The main tool that we would like you to use to solve the optimization problems for each point on the Minimal Risk or Variance Frontier is the Excel Solver. Please, try to learn how to use it on your own, if you have not done so already. The Mentor will be helping you to address any issues related to Solver during the Mentor sessions. To calculate large numbers of multiple points on any of the required frontiers, you will need to use the Excel Solver Table, which the Mentor will teach you how to install and use. Both Excel Solver and Excel Solver Table will also be covered in lectures with illustrations which are very similar to your Final Project.
For your calculations, you need to use the full available historical data range:
start date 9/17/2004;
end date 9/20/2024.
As it was mentioned above, you will need to calculate the solutions to two optimizations covered in lectures:
The full Markowitz Model (MM);
The Index Model (IM).
As we have described this in detail above, each of these optimization problems MM and IM you will need to implements and solve with the following additional optimization constraints:
As we have already mentioned, your task is to produce the Permissible Portfolios Region:
Minimal Risk or Variance Frontier (a curve);
Minimal Risk Portfolio (a point);
Maximal Sharpe Ratio or Efficient Risky Portfolio (a point);
Efficient Frontier (a curve);
Capital Allocation Line or CAL (a straight line);
Minimal Return Frontier (a curve).
You will need to analyze all your results with the purpose of comparison of different constraints for each optimization problem (MM and IM), and the two optimization problem solutions between each other with same constraints.

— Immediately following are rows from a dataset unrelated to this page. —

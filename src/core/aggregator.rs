/*
 * Folds the per-file outcomes of one drop event into a `BatchSummary`. The aggregator
 * is the only writer of the summary it builds; in the concurrent model outcomes reach
 * it through a channel drained on a single thread, so no locking happens here.
 */
use super::models::{ConversionOutcome, OutcomeStatus};
use serde::Serialize;
use std::path::Path;

#[derive(Debug, Clone, Default, PartialEq, Serialize)]
pub struct BatchSummary {
    pub processed_paths: Vec<String>,
    pub error_messages: Vec<String>,
    // Destinations the user chose not to overwrite. Not errors, not processed.
    pub declined_paths: Vec<String>,
    pub console_lines: Vec<String>,
    pub progress_fraction: f64,
    pub total_files: usize,
    pub completed_files: usize,
}

impl BatchSummary {
    pub fn is_complete(&self) -> bool {
        self.completed_files >= self.total_files
    }

    /*
     * Renders the status panel text shown after a drop: processed count and list (or
     * "No processed files"), then the declined and error sections when present.
     */
    pub fn status_text(&self) -> String {
        let mut text = String::new();
        if self.processed_paths.is_empty() {
            text.push_str("No processed files\n\n");
        } else {
            text.push_str(&format!(
                "Number of processed files: {}\n\n",
                self.processed_paths.len()
            ));
            text.push_str("Processed files:\n");
            text.push_str(&self.processed_paths.join("\n"));
        }

        if !self.declined_paths.is_empty() {
            text.push_str("\n\nSkipped (overwrite declined):\n");
            text.push_str(&self.declined_paths.join("\n"));
        }

        if !self.error_messages.is_empty() {
            text.push_str("\n\nErrors:\n");
            text.push_str(&self.error_messages.join("\n"));
        }
        text
    }

    pub fn console_text(&self) -> String {
        self.console_lines.join("\n")
    }
}

fn display(path: &Path) -> String {
    path.to_string_lossy().into_owned()
}

#[derive(Debug)]
pub struct BatchAggregator {
    summary: BatchSummary,
}

impl BatchAggregator {
    pub fn new(total_files: usize) -> Self {
        BatchAggregator {
            summary: BatchSummary {
                total_files,
                ..BatchSummary::default()
            },
        }
    }

    pub fn summary(&self) -> &BatchSummary {
        &self.summary
    }

    /*
     * Records one terminal outcome and returns the updated progress fraction.
     * Declined overwrites advance progress like any other file but land in
     * `declined_paths` rather than in the processed or error lists.
     */
    pub fn fold(&mut self, outcome: &ConversionOutcome) -> f64 {
        let summary = &mut self.summary;
        match &outcome.status {
            OutcomeStatus::Completed => {
                if let Some(path) = outcome.processed_path() {
                    summary.processed_paths.push(display(path));
                }
                if let Some(stderr) = outcome.standard_error.as_deref() {
                    summary.error_messages.push(stderr.to_string());
                }
            }
            OutcomeStatus::Skipped => {
                let declined = outcome
                    .destination_path
                    .as_deref()
                    .unwrap_or(outcome.source_path.as_path());
                summary.declined_paths.push(display(declined));
            }
            OutcomeStatus::Failed(error) => {
                summary.error_messages.push(error.to_string());
            }
        }

        if !outcome.standard_output.is_empty() {
            summary.console_lines.push(outcome.standard_output.clone());
        }
        summary.console_lines.push(format!(
            "File {} has been processed.",
            outcome.source_path.display()
        ));

        summary.completed_files += 1;
        summary.progress_fraction = if summary.total_files == 0 {
            1.0
        } else {
            (summary.completed_files as f64 / summary.total_files as f64).min(1.0)
        };
        log::debug!(
            "BatchAggregator: {}/{} files accounted for.",
            summary.completed_files,
            summary.total_files
        );
        summary.progress_fraction
    }

    // Consumes the aggregator; progress is reset to zero for display.
    pub fn finalize(mut self) -> BatchSummary {
        if !self.summary.is_complete() {
            log::warn!(
                "BatchAggregator: Finalizing with {}/{} outcomes.",
                self.summary.completed_files,
                self.summary.total_files
            );
        }
        self.summary.progress_fraction = 0.0;
        self.summary
    }
}

#[cfg(test)]
mod tests {
    use super::*;
    use crate::core::models::{Action, FileError};
    use std::path::PathBuf;

    fn completed(
        src: &str,
        dst: Option<&str>,
        stdout: &str,
        stderr: Option<&str>,
    ) -> ConversionOutcome {
        ConversionOutcome {
            source_path: PathBuf::from(src),
            action: Some(Action::InspectTexture),
            destination_path: dst.map(PathBuf::from),
            standard_output: stdout.to_string(),
            standard_error: stderr.map(str::to_string),
            status: OutcomeStatus::Completed,
        }
    }

    #[test]
    fn test_fold_completed_records_destination_and_console() {
        let mut agg = BatchAggregator::new(2);
        let progress = agg.fold(&completed("photo.png", Some("photo.tx"), "", None));
        assert_eq!(progress, 0.5);

        let summary = agg.summary();
        assert_eq!(summary.processed_paths, vec!["photo.tx"]);
        assert!(summary.error_messages.is_empty());
        assert_eq!(summary.console_lines, vec!["File photo.png has been processed."]);
    }

    #[test]
    fn test_fold_inspect_records_source_and_stdout() {
        let mut agg = BatchAggregator::new(1);
        agg.fold(&completed("tile.tx", None, "tile.tx : 512 x 512", None));
        let summary = agg.finalize();
        assert_eq!(summary.processed_paths, vec!["tile.tx"]);
        assert_eq!(
            summary.console_lines,
            vec!["tile.tx : 512 x 512", "File tile.tx has been processed."]
        );
        assert_eq!(summary.progress_fraction, 0.0);
    }

    #[test]
    fn test_tool_reported_error_is_listed_but_file_still_processed() {
        let mut agg = BatchAggregator::new(1);
        agg.fold(&completed("a.png", Some("a.tx"), "", Some("oiiotool ERROR: bad")));
        let summary = agg.finalize();
        assert_eq!(summary.processed_paths, vec!["a.tx"]);
        assert_eq!(summary.error_messages, vec!["oiiotool ERROR: bad"]);
    }

    #[test]
    fn test_skipped_is_declined_not_error() {
        let mut agg = BatchAggregator::new(1);
        let outcome = ConversionOutcome {
            status: OutcomeStatus::Skipped,
            ..completed("tile.tx", Some("tile.tif"), "", None)
        };
        assert_eq!(agg.fold(&outcome), 1.0);
        let summary = agg.finalize();
        assert!(summary.processed_paths.is_empty());
        assert!(summary.error_messages.is_empty());
        assert_eq!(summary.declined_paths, vec!["tile.tif"]);
        assert_eq!(summary.completed_files, 1);
    }

    #[test]
    fn test_failed_outcomes_only_produce_errors() {
        let mut agg = BatchAggregator::new(3);
        for name in ["a.png", "b.png", "c.tx"] {
            agg.fold(&ConversionOutcome::failed(
                Path::new(name),
                None,
                FileError::NotFound(PathBuf::from(name)),
            ));
        }
        let summary = agg.finalize();
        assert!(summary.processed_paths.is_empty());
        assert_eq!(
            summary.error_messages,
            vec![
                "File not found: a.png",
                "File not found: b.png",
                "File not found: c.tx"
            ]
        );
        assert_eq!(summary.console_lines.len(), 3);
    }

    #[test]
    fn test_status_text_layout() {
        let summary = BatchSummary {
            processed_paths: vec!["a.tx".into(), "b.tx".into()],
            error_messages: vec!["File not found: c.png".into()],
            declined_paths: vec!["d.tif".into()],
            ..BatchSummary::default()
        };
        assert_eq!(
            summary.status_text(),
            "Number of processed files: 2\n\nProcessed files:\na.tx\nb.tx\
             \n\nSkipped (overwrite declined):\nd.tif\
             \n\nErrors:\nFile not found: c.png"
        );

        let empty = BatchSummary::default();
        assert_eq!(empty.status_text(), "No processed files\n\n");
    }

    #[test]
    fn test_summary_serializes_to_json() {
        let mut agg = BatchAggregator::new(1);
        agg.fold(&completed("photo.png", Some("photo.tx"), "", None));
        let json = serde_json::to_value(agg.finalize()).unwrap();
        assert_eq!(json["processed_paths"][0], "photo.tx");
        assert_eq!(json["total_files"], 1);
        assert_eq!(json["progress_fraction"], 0.0);
    }
}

You are expected to write the details of your comparisons analysis and your explanations as to why certain results are similar and certain other results are not in the PowerPoint presentation and present your work using one or several presenters during an up-to 30-minute presentation time allocated for each group.
Do not hesitate to ask Mentor, Lecturer, or TAs any questions related to this.
Good luck!
You are given two weeks to complete the Final Project and to prepare the presentations. We encourage you not to delay starting the work as workload is meant for several days of team work and not as a onenight, single person effort.
Final Project presentations will take place on April 4th, 2025 at 8:30 PM EST.
To re-iterate, in this Final Project you will need to achieve the following goals:
1. Get familiar with the markets allocated to your group, download the data, and review all the necessary information from Bloomberg slides.
2. Prepare the data for optimization problem solution (aggregate it from daily to monthly frequency), calculate all the required inputs for each of the optimization problems MM and IM, and for each of the five sets of additional optimization constraints.
3. Calculate both of the two key frontier points (maximal Sharpe Ratio and Minimal Risk), and two frontiers: the Efficient Frontier and the Minimal Return Frontier.
4. Prepare the PowerPoint presentation where you show your results, formulas and conclusions with all the details of your work. Please, aim for an up-to 30-minute presentation.